• **REQUIREMENT**: Examine the records and identify each line that includes the string "thiserror". Copy those lines.

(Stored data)
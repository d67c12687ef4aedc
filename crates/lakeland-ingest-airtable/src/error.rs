use std::path::PathBuf;

use lakeland_model::{SourceTable, UnknownTableError};

/// An observed column has no entry in the table's field mapping.
///
/// Fatal for the table: the export's schema changed in a way the mapping
/// tables do not understand yet.
#[derive(Debug, Clone, PartialEq, Eq, thiserror::Error)]
#[error("schema drift in `{table}`: column `{field}` has no entry in the field mapping ({} unmapped in total)", .unmapped.len())]
pub struct SchemaDriftError {
    pub table: SourceTable,
    /// First unmapped column, in order of appearance.
    pub field: String,
    /// Every unmapped column, in order of appearance.
    pub unmapped: Vec<String>,
}

#[derive(Debug, thiserror::Error)]
pub enum IngestError {
    #[error(transparent)]
    UnknownTable(#[from] UnknownTableError),

    #[error(transparent)]
    SchemaDrift(#[from] SchemaDriftError),

    #[error("failed to read `{path}`: {source}")]
    Io {
        path: PathBuf,
        #[source]
        source: std::io::Error,
    },

    #[error("`{path}` is not valid JSON: {source}")]
    Json {
        path: PathBuf,
        #[source]
        source: serde_json::Error,
    },

    #[error("`{path}` must contain a JSON array of records")]
    NotAnArray { path: PathBuf },
}
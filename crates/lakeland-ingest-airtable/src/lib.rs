//! Airtable export ingestion for the Lakeland v4 migration
//!
//! Turns the JSON exports of the legacy Airtable base into typed source
//! records:
//! - [`load`]: locate and read one export file per table,
//! - [`mappings`]: column label → canonical field name, per table,
//! - [`validate`]: drift detection, renaming, singleton unwrapping and
//!   per-row record construction with error isolation.

mod error;
pub mod load;
pub mod mappings;
pub mod validate;

pub use error::{IngestError, SchemaDriftError};
pub use load::{find_table_file, load_rows, load_table};
pub use mappings::{mapping_for, FieldMapping};
pub use validate::{
    check_key_mappings, observed_fields, validate, validate_records, validate_table, RecordError,
    SourceBatch, ValidateOptions, Validated,
};
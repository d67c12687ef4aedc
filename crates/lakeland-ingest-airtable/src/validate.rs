//! Source record validation.
//!
//! For one table:
//! 1) collect every column label observed across all rows,
//! 2) fail the whole table if any label is missing from the field mapping,
//! 3) per row: rename labels, drop retired columns, unwrap singleton lists,
//!    and deserialize the table's record type,
//! 4) isolate per-row failures as [`RecordError`]s and keep going.
//!
//! Rows may be constructed in parallel; results are always reported in input
//! order, so sequential and parallel runs are indistinguishable.

use std::collections::HashSet;
use std::fmt;

use lakeland_model::{
    AccessionSourceRecord, EntityRelationshipSourceRecord, EntitySourceRecord, FieldValue,
    FileSourceRecord, ItemSourceRecord, SourceRecord, SourceTable, SubjectSourceRecord,
};
use rayon::prelude::*;
use serde::Serialize;
use serde_json::{Map, Value};

use crate::error::{IngestError, SchemaDriftError};
use crate::mappings::{is_retired, mapping_for, FieldMapping};

#[derive(Debug, Clone, Copy, Default, PartialEq, Eq)]
pub struct ValidateOptions {
    /// Construct rows on the rayon pool.
    pub parallel: bool,
}

/// A row that could not be turned into a source record.
#[derive(Debug, Clone, PartialEq, Eq, Serialize)]
pub struct RecordError {
    pub table: SourceTable,
    /// Zero-based position of the row in the export.
    pub row: usize,
    pub external_id: String,
    pub hint: String,
    pub cause: String,
}

impl fmt::Display for RecordError {
    fn fmt(&self, f: &mut fmt::Formatter<'_>) -> fmt::Result {
        write!(
            f,
            "error loading record {} {}: {}",
            self.external_id, self.hint, self.cause
        )
    }
}

/// Outcome of validating one table.
#[derive(Debug, Clone, PartialEq)]
pub struct Validated<R> {
    pub records: Vec<R>,
    pub errors: Vec<RecordError>,
}

impl<R> Validated<R> {
    /// Rows seen; always `records.len() + errors.len()`.
    pub fn input_rows(&self) -> usize {
        self.records.len() + self.errors.len()
    }
}

/// Column labels observed across all rows, in order of first appearance.
pub fn observed_fields(rows: &[Value]) -> Vec<String> {
    let mut seen = HashSet::new();
    let mut ordered = Vec::new();
    for row in rows {
        if let Value::Object(map) = row {
            for key in map.keys() {
                if seen.insert(key.as_str()) {
                    ordered.push(key.clone());
                }
            }
        }
    }
    ordered
}

/// Check that every observed column is mapped.
pub fn check_key_mappings(observed: &[String], mapping: &FieldMapping) -> Result<(), SchemaDriftError> {
    let unmapped: Vec<String> = observed
        .iter()
        .filter(|label| !mapping.contains(label))
        .cloned()
        .collect();

    match unmapped.first() {
        None => Ok(()),
        Some(first) => Err(SchemaDriftError {
            table: mapping.table,
            field: first.clone(),
            unmapped,
        }),
    }
}

fn rename_row(row: &Map<String, Value>, mapping: &FieldMapping) -> Result<Map<String, Value>, String> {
    let mut renamed = Map::new();
    let mut sources: Vec<(&'static str, &str)> = Vec::new();

    for (label, value) in row {
        // Drift was checked for the whole table before any row is renamed.
        let Some(canonical) = mapping.get(label) else {
            return Err(format!("column `{label}` has no mapping"));
        };
        if is_retired(canonical) {
            continue;
        }
        if let Some((_, first)) = sources.iter().find(|(c, _)| *c == canonical) {
            return Err(format!(
                "columns `{first}` and `{label}` both map to `{canonical}`"
            ));
        }
        sources.push((canonical, label.as_str()));

        if let Some(v) = FieldValue::normalize(value.clone()).into_json() {
            renamed.insert(canonical.to_string(), v);
        }
    }

    Ok(renamed)
}

fn external_id_of(row: &Map<String, Value>) -> String {
    match row.get("external_id").cloned().map(FieldValue::normalize) {
        Some(FieldValue::Scalar(Value::String(id))) => id,
        _ => "<unknown>".to_string(),
    }
}

fn construct<R: SourceRecord>(
    index: usize,
    row: &Value,
    mapping: &FieldMapping,
) -> Result<R, RecordError> {
    let fail = |external_id: String, hint: String, cause: String| RecordError {
        table: R::TABLE,
        row: index,
        external_id,
        hint,
        cause,
    };

    let Value::Object(raw) = row else {
        return Err(fail(
            "<unknown>".to_string(),
            format!("({}) <row {index}>", R::TABLE.entity_hint()),
            "row is not a JSON object".to_string(),
        ));
    };

    let renamed = rename_row(raw, mapping).map_err(|cause| {
        let mut labelled = Map::new();
        for (label, value) in raw {
            if let Some(canonical) = mapping.get(label) {
                labelled.insert(canonical.to_string(), value.clone());
            }
        }
        fail(external_id_of(&labelled), R::describe_row(&labelled), cause)
    })?;

    let external_id = external_id_of(&renamed);
    let hint = R::describe_row(&renamed);
    serde_json::from_value::<R>(Value::Object(renamed))
        .map_err(|e| fail(external_id, hint, e.to_string()))
}

/// Validate the rows of one table into typed records.
///
/// Only schema drift is returned as `Err`; every row-level problem becomes a
/// [`RecordError`] in the result.
pub fn validate_records<R: SourceRecord>(
    rows: &[Value],
    options: ValidateOptions,
) -> Result<Validated<R>, SchemaDriftError> {
    let table = R::TABLE;
    let mapping = mapping_for(table);

    let observed = observed_fields(rows);
    if let Err(err) = check_key_mappings(&observed, &mapping) {
        tracing::error!(table = %table, field = %err.field, "extant column not found in field mapping");
        return Err(err);
    }

    let results: Vec<Result<R, RecordError>> = if options.parallel {
        rows.par_iter()
            .enumerate()
            .map(|(i, row)| construct::<R>(i, row, &mapping))
            .collect()
    } else {
        rows.iter()
            .enumerate()
            .map(|(i, row)| construct::<R>(i, row, &mapping))
            .collect()
    };

    let mut records = Vec::with_capacity(results.len());
    let mut errors = Vec::new();
    for result in results {
        match result {
            Ok(record) => records.push(record),
            Err(err) => {
                tracing::warn!(
                    table = %err.table,
                    row = err.row,
                    external_id = %err.external_id,
                    hint = %err.hint,
                    cause = %err.cause,
                    "record failed validation"
                );
                errors.push(err);
            }
        }
    }

    tracing::info!(
        table = %table,
        validated = records.len(),
        failed = errors.len(),
        "validated table"
    );

    Ok(Validated { records, errors })
}

/// Validated records of any table.
#[derive(Debug, Clone, PartialEq)]
pub enum SourceBatch {
    Accessions(Validated<AccessionSourceRecord>),
    Files(Validated<FileSourceRecord>),
    Items(Validated<ItemSourceRecord>),
    Entities(Validated<EntitySourceRecord>),
    Subjects(Validated<SubjectSourceRecord>),
    Relationships(Validated<EntityRelationshipSourceRecord>),
}

impl SourceBatch {
    pub fn table(&self) -> SourceTable {
        match self {
            SourceBatch::Accessions(_) => SourceTable::Accessions,
            SourceBatch::Files(_) => SourceTable::Files,
            SourceBatch::Items(_) => SourceTable::Items,
            SourceBatch::Entities(_) => SourceTable::Entities,
            SourceBatch::Subjects(_) => SourceTable::Subjects,
            SourceBatch::Relationships(_) => SourceTable::Relationships,
        }
    }

    pub fn validated(&self) -> usize {
        match self {
            SourceBatch::Accessions(v) => v.records.len(),
            SourceBatch::Files(v) => v.records.len(),
            SourceBatch::Items(v) => v.records.len(),
            SourceBatch::Entities(v) => v.records.len(),
            SourceBatch::Subjects(v) => v.records.len(),
            SourceBatch::Relationships(v) => v.records.len(),
        }
    }

    pub fn errors(&self) -> &[RecordError] {
        match self {
            SourceBatch::Accessions(v) => &v.errors,
            SourceBatch::Files(v) => &v.errors,
            SourceBatch::Items(v) => &v.errors,
            SourceBatch::Entities(v) => &v.errors,
            SourceBatch::Subjects(v) => &v.errors,
            SourceBatch::Relationships(v) => &v.errors,
        }
    }

    pub fn input_rows(&self) -> usize {
        self.validated() + self.errors().len()
    }
}

/// Validate rows for a table given by name (case-insensitive).
pub fn validate(
    table_name: &str,
    rows: &[Value],
    options: ValidateOptions,
) -> Result<SourceBatch, IngestError> {
    let table = SourceTable::from_name(table_name)?;
    validate_table(table, rows, options).map_err(IngestError::from)
}

/// Validate rows for a known table.
pub fn validate_table(
    table: SourceTable,
    rows: &[Value],
    options: ValidateOptions,
) -> Result<SourceBatch, SchemaDriftError> {
    Ok(match table {
        SourceTable::Accessions => SourceBatch::Accessions(validate_records(rows, options)?),
        SourceTable::Files => SourceBatch::Files(validate_records(rows, options)?),
        SourceTable::Items => SourceBatch::Items(validate_records(rows, options)?),
        SourceTable::Entities => SourceBatch::Entities(validate_records(rows, options)?),
        SourceTable::Subjects => SourceBatch::Subjects(validate_records(rows, options)?),
        SourceTable::Relationships => {
            SourceBatch::Relationships(validate_records(rows, options)?)
        }
    })
}
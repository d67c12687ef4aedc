//! Field mapping tables: Airtable column label → canonical field name.
//!
//! Tables are append-only. When a column is renamed in the base, add the new
//! label and keep the old one pointing at the same canonical name so older
//! exports still replay. A canonical name starting with `_` marks a retired
//! column: it is known (no drift) but its value is discarded.

use lakeland_model::SourceTable;

/// Prefix marking a retired canonical field.
pub const RETIRED_FIELD_PREFIX: char = '_';

/// Static mapping for one source table.
#[derive(Debug, Clone, Copy)]
pub struct FieldMapping {
    pub table: SourceTable,
    columns: &'static [(&'static str, &'static str)],
}

impl FieldMapping {
    /// Canonical name for a column label, if mapped.
    pub fn get(&self, column: &str) -> Option<&'static str> {
        self.columns
            .iter()
            .find(|(label, _)| *label == column)
            .map(|(_, canonical)| *canonical)
    }

    pub fn contains(&self, column: &str) -> bool {
        self.get(column).is_some()
    }

    pub fn columns(&self) -> impl Iterator<Item = (&'static str, &'static str)> + '_ {
        self.columns.iter().copied()
    }

    pub fn len(&self) -> usize {
        self.columns.len()
    }

    pub fn is_empty(&self) -> bool {
        self.columns.is_empty()
    }
}

pub fn is_retired(canonical: &str) -> bool {
    canonical.starts_with(RETIRED_FIELD_PREFIX)
}

/// The mapping table for a source table.
pub fn mapping_for(table: SourceTable) -> FieldMapping {
    let columns = match table {
        SourceTable::Accessions => ACCESSIONS,
        SourceTable::Files => FILES,
        SourceTable::Items => ITEMS,
        SourceTable::Entities => ENTITIES,
        SourceTable::Subjects => SUBJECTS,
        SourceTable::Relationships => RELATIONSHIPS,
    };
    FieldMapping { table, columns }
}

const ACCESSIONS: &[(&str, &str)] = &[
    ("ID", "idno"),
    ("Description", "description"),
    ("Date of Donation", "donation_date"),
    ("Legacy ID-UMD", "legacy_idno_umd"),
    ("Donor Name (Form Entry)", "donor_name"),
    ("Donor Name (Linked)", "linked_entity_array"),
    ("Files", "file_array"),
    ("Donation Grouping Title", "title"),
    ("# Files", "file_count"),
    ("LDT Check (Temp)", "_ldt_check"),
    ("airtable_createdTime", "external_created_time"),
    ("airtable_id", "external_id"),
];

const FILES: &[(&str, &str)] = &[
    ("ID", "idno"),
    ("Accession", "linked_accession"),
    ("Donation Grouping", "linked_accession"),
    ("Virtual Location", "virtual_location"),
    ("File Path", "file_path"),
    ("Legacy ID-LCHP", "legacy_idno_lchp"),
    ("Legacy Checksum", "legacy_checksum"),
    ("File Format", "file_format"),
    ("Part of Item", "part_of_item"),
    ("Source (Linked)", "linked_entity_as_source"),
    ("airtable_createdTime", "external_created_time"),
    ("airtable_id", "external_id"),
];

const ITEMS: &[(&str, &str)] = &[
    ("ID", "idno"),
    ("Accession", "linked_accessions_array"),
    ("Donation Grouping", "linked_accessions_array"),
    ("File Count", "file_count"),
    ("Files", "linked_files_array"),
    ("Legacy ID-UMD", "legacy_idno_umd"),
    ("Legacy ID-LCHP", "legacy_idno_lchp"),
    ("Title", "title"),
    ("Description", "description"),
    ("Date Created", "created_date"),
    ("Object Type", "obj_type"),
    ("Category", "category"),
    ("Collection", "collection"),
    ("Lakeland Book Chapter", "lakeland_book_chapter"),
    ("Lakeland Book Page", "lakeland_book_page"),
    ("Creator (Linked)", "linked_entity_as_creator"),
    ("Source (Linked)", "linked_entity_source"),
    ("Linked People", "linked_people"),
    ("Linked Places/Orgs", "linked_places_orgs"),
    ("Subjects", "linked_subjects"),
    ("Interviewer(s)", "linked_entity_interviewers"),
    ("Interviewee(s)", "linked_entity_interviewees"),
    ("Interview Summary", "interview_summary_attachment"),
    ("Lakeland Book", "lakeland_book"),
    ("Lakeland Video", "lakeland_video"),
    ("Remove?", "remove"),
    ("airtable_createdTime", "external_created_time"),
    ("airtable_id", "external_id"),
];

const ENTITIES: &[(&str, &str)] = &[
    ("Name", "name"),
    ("Biography/History", "bio_hist"),
    ("Notes", "notes"),
    ("Entity Category", "category"),
    ("Alternate Name", "alt_name"),
    ("Address", "address"),
    ("Date of Birth", "date_of_birth"),
    ("Date of Death", "date_of_death"),
    ("Latitude", "latitude"),
    ("Authority Relationships", "auth_relations"),
    ("Authority Relationships 2", "auth_relations_2"),
    ("Linked Oral Histories (Interviewees)", "linked_as_interviewee"),
    ("Linked Oral Histories (as Interviewer)", "linked_as_interviewer"),
    ("Linked Digital Objects (to Place)", "linked_to_place"),
    ("Longitude", "longitude"),
    ("Linked Digital Objects (Creators)", "linked_to_dobj_as_creator"),
    ("Linked Digital Objects (as Recipients)", "linked_as_recipient"),
    ("Linked Digital Objects (to Signatories)", "linked_as_signatory"),
    ("Accessions (as Donor)", "linked_to_acc_as_donor"),
    ("Source Code", "lchp_source_code"),
    ("Linked Digital Objects (Source)", "linked_as_source"),
    ("Linked Files (as Source)", "linked_to_files_as_source"),
    ("Items", "linked_items_generic"),
    ("Linked Items (EntityAsSubject)", "linked_items_array"),
    ("Linked Items (Place as Subject)", "linked_place_as_subject"),
    ("Linked Items (as Creator)", "linked_to_item_as_creator"),
    ("airtable_createdTime", "external_created_time"),
    ("airtable_id", "external_id"),
];

const SUBJECTS: &[(&str, &str)] = &[
    ("Name", "name"),
    ("Subject Category", "category"),
    ("Items", "linked_items_array"),
    ("airtable_createdTime", "external_created_time"),
    ("airtable_id", "external_id"),
];

const RELATIONSHIPS: &[(&str, &str)] = &[
    ("Name", "name"),
    ("Entity 1", "entity_1"),
    ("Entity 2", "entity_2"),
    ("Relationship Type", "relation_type"),
    ("Start Date", "start_date"),
    ("End Date", "end_date"),
    ("Notes", "notes"),
    ("airtable_createdTime", "external_created_time"),
    ("airtable_id", "external_id"),
];
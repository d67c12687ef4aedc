//! Normalization of NAS path entries recorded on File rows.
//!
//! Paths were typed by hand over several years: sometimes quoted, sometimes
//! with a leading slash, several per cell joined by `","`, or the sentinel
//! `NO FILE`. Each fragment is rooted under a canonical storage location:
//!
//! 1. first component found in the root-prefix table → that root is prepended,
//! 2. first component is exactly six lowercase letters/digits (2019
//!    digitization event naming) → the digitization root is prepended,
//! 3. otherwise the fragment is dropped.
//!
//! The root-prefix table wins when both rules match. The fragment keeps its
//! own first component below the root, and `Projects` maps to the empty root,
//! so normalized output normalizes to itself.

use std::collections::BTreeMap;
use std::sync::OnceLock;

use regex::Regex;

/// Separator used by data entry between several paths in one cell.
pub const PATH_DELIMITER: &str = "\",\"";

/// Cell value meaning "this record has no file".
pub const NO_FILE_SENTINEL: &str = "NO FILE";

pub const ACCESSION_2021_ROOT: &str =
    "Projects/lakeland-digital-archive/object files/LCHP Accession 2021";

pub const DEPRECATED_BY_TYPE_ROOT: &str =
    "Projects/lakeland-digital-archive/object files/Files by Object Type-OLD-deprecate";

pub const DIGITIZATION_2019_ROOT: &str =
    "Projects/lakeland-digital-archive/object files/2019 Digitization Event/Digitized Images";

/// Historical top-level folder → canonical storage root.
pub fn default_root_prefixes() -> BTreeMap<String, String> {
    [
        ("Assorted Jump Drives", ACCESSION_2021_ROOT),
        ("Audiovisual", ACCESSION_2021_ROOT),
        ("City of College Park Documents", ACCESSION_2021_ROOT),
        ("Documents", ACCESSION_2021_ROOT),
        ("Lakeland High School Reunion Summer 2018", ACCESSION_2021_ROOT),
        ("LCHP Oral Histories 2007-2013", ACCESSION_2021_ROOT),
        ("Maps", ACCESSION_2021_ROOT),
        ("Photos", ACCESSION_2021_ROOT),
        ("Publications", ACCESSION_2021_ROOT),
        ("Summer 2020 Oral Histories", ACCESSION_2021_ROOT),
        ("Audiovisual Materials Non-Oral History", DEPRECATED_BY_TYPE_ROOT),
        ("Projects", ""),
    ]
    .into_iter()
    .map(|(k, v)| (k.to_string(), v.to_string()))
    .collect()
}

fn whitespace_run() -> &'static Regex {
    static RE: OnceLock<Regex> = OnceLock::new();
    RE.get_or_init(|| Regex::new(r"\s{2,}").expect("literal pattern"))
}

fn digitization_batch_name() -> &'static Regex {
    static RE: OnceLock<Regex> = OnceLock::new();
    RE.get_or_init(|| Regex::new(r"^[a-z0-9]{6}$").expect("literal pattern"))
}

/// Resolves raw path entries to canonical POSIX-style paths.
///
/// Immutable after construction; share one instance across threads.
#[derive(Debug, Clone)]
pub struct PathNormalizer {
    roots: BTreeMap<String, String>,
    digitization_root: String,
}

impl Default for PathNormalizer {
    fn default() -> Self {
        Self::new(default_root_prefixes(), DIGITIZATION_2019_ROOT.to_string())
    }
}

impl PathNormalizer {
    pub fn new(roots: BTreeMap<String, String>, digitization_root: String) -> Self {
        Self {
            roots,
            digitization_root,
        }
    }

    pub fn roots(&self) -> &BTreeMap<String, String> {
        &self.roots
    }

    pub fn digitization_root(&self) -> &str {
        &self.digitization_root
    }

    /// True when the cell carries the `NO FILE` sentinel in any fragment.
    pub fn marks_no_file(raw: &str) -> bool {
        raw.split(PATH_DELIMITER)
            .map(clean_fragment)
            .any(|f| f == NO_FILE_SENTINEL)
    }

    /// Normalize one raw path cell into zero or more canonical paths, in order.
    pub fn normalize(&self, raw: &str) -> Vec<String> {
        let fragments: Vec<String> = raw.split(PATH_DELIMITER).map(clean_fragment).collect();

        if fragments.iter().all(|f| f.is_empty()) {
            return Vec::new();
        }
        if fragments.iter().any(|f| f == NO_FILE_SENTINEL) {
            return Vec::new();
        }

        fragments
            .iter()
            .filter_map(|fragment| self.resolve(fragment))
            .collect()
    }

    /// Root a single cleaned fragment, or `None` if no rule applies.
    pub fn resolve(&self, fragment: &str) -> Option<String> {
        let components: Vec<&str> = fragment
            .split('/')
            .filter(|c| !c.is_empty() && *c != ".")
            .collect();
        let first = *components.first()?;

        let root = if let Some(root) = self.roots.get(first) {
            root.as_str()
        } else if digitization_batch_name().is_match(first) {
            self.digitization_root.as_str()
        } else {
            tracing::debug!(fragment, "dropping path fragment with unknown root");
            return None;
        };

        let joined: Vec<&str> = root
            .split('/')
            .filter(|c| !c.is_empty())
            .chain(components.iter().copied())
            .collect();
        Some(joined.join("/"))
    }
}

/// Collapse whitespace runs, strip surrounding quotes on each side and one
/// leading slash.
///
/// Quotes are stripped per side because splitting `"a","b"` on `","` leaves
/// the outer quotes on the first and last fragments only. Doubled quotes
/// (`x""`) go too, so a cleaned fragment never ends in `"`.
fn clean_fragment(fragment: &str) -> String {
    let collapsed = whitespace_run().replace_all(fragment, " ");
    let s = collapsed.as_ref().trim_matches('"');
    let s = s.strip_prefix('/').unwrap_or(s);
    s.to_string()
}
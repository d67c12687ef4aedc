//! Provenance fingerprints (versioned).
//!
//! Every destination record carries a fingerprint of the source row it was
//! built from, so a re-migration of unchanged source data reproduces the same
//! value and downstream persistence can dedup on it.
//!
//! v1 uses a **simple, deterministic, non-cryptographic** digest:
//!
//! - algorithm: **FNV-1a 64-bit**
//! - input: `external_id=<id>|external_created_time=<time>` as UTF-8 bytes
//! - output: `"provfnv1a64:<16 lowercase hex digits>"`
//!
//! The runtime's default hasher is randomly seeded per process and must never
//! be used here.

/// Prefix used in serialized provenance fingerprints.
pub const PROVENANCE_FINGERPRINT_V1_PREFIX: &str = "provfnv1a64:";

const FNV_OFFSET_BASIS: u64 = 0xcbf29ce484222325;
const FNV_PRIME: u64 = 0x00000100000001b3;

fn add(hash: &mut u64, s: &str) {
    for b in s.as_bytes() {
        *hash ^= (*b) as u64;
        *hash = hash.wrapping_mul(FNV_PRIME);
    }
}

/// Raw FNV-1a 64-bit hash of a provenance pair.
pub fn provenance_hash_v1(external_id: &str, external_created_time: &str) -> u64 {
    let mut hash = FNV_OFFSET_BASIS;
    add(&mut hash, "external_id=");
    add(&mut hash, external_id);
    add(&mut hash, "|external_created_time=");
    add(&mut hash, external_created_time);
    hash
}

/// Compute the v1 provenance fingerprint for a source row.
pub fn provenance_fingerprint_v1(external_id: &str, external_created_time: &str) -> String {
    let hash = provenance_hash_v1(external_id, external_created_time);
    format!("{PROVENANCE_FINGERPRINT_V1_PREFIX}{hash:016x}")
}

/// Derive a target `idno` for records whose source row has none.
///
/// `kind` is a short prefix such as `"ent"` or `"loc"`.
pub fn derived_idno_v1(kind: &str, external_id: &str, external_created_time: &str) -> String {
    let hash = provenance_hash_v1(external_id, external_created_time);
    format!("{kind}-{hash:016x}")
}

• **RESULT**:
#[derive(Debug, Clone, PartialEq, Eq, thiserror::Error)]
#[derive(Debug, thiserror::Error)]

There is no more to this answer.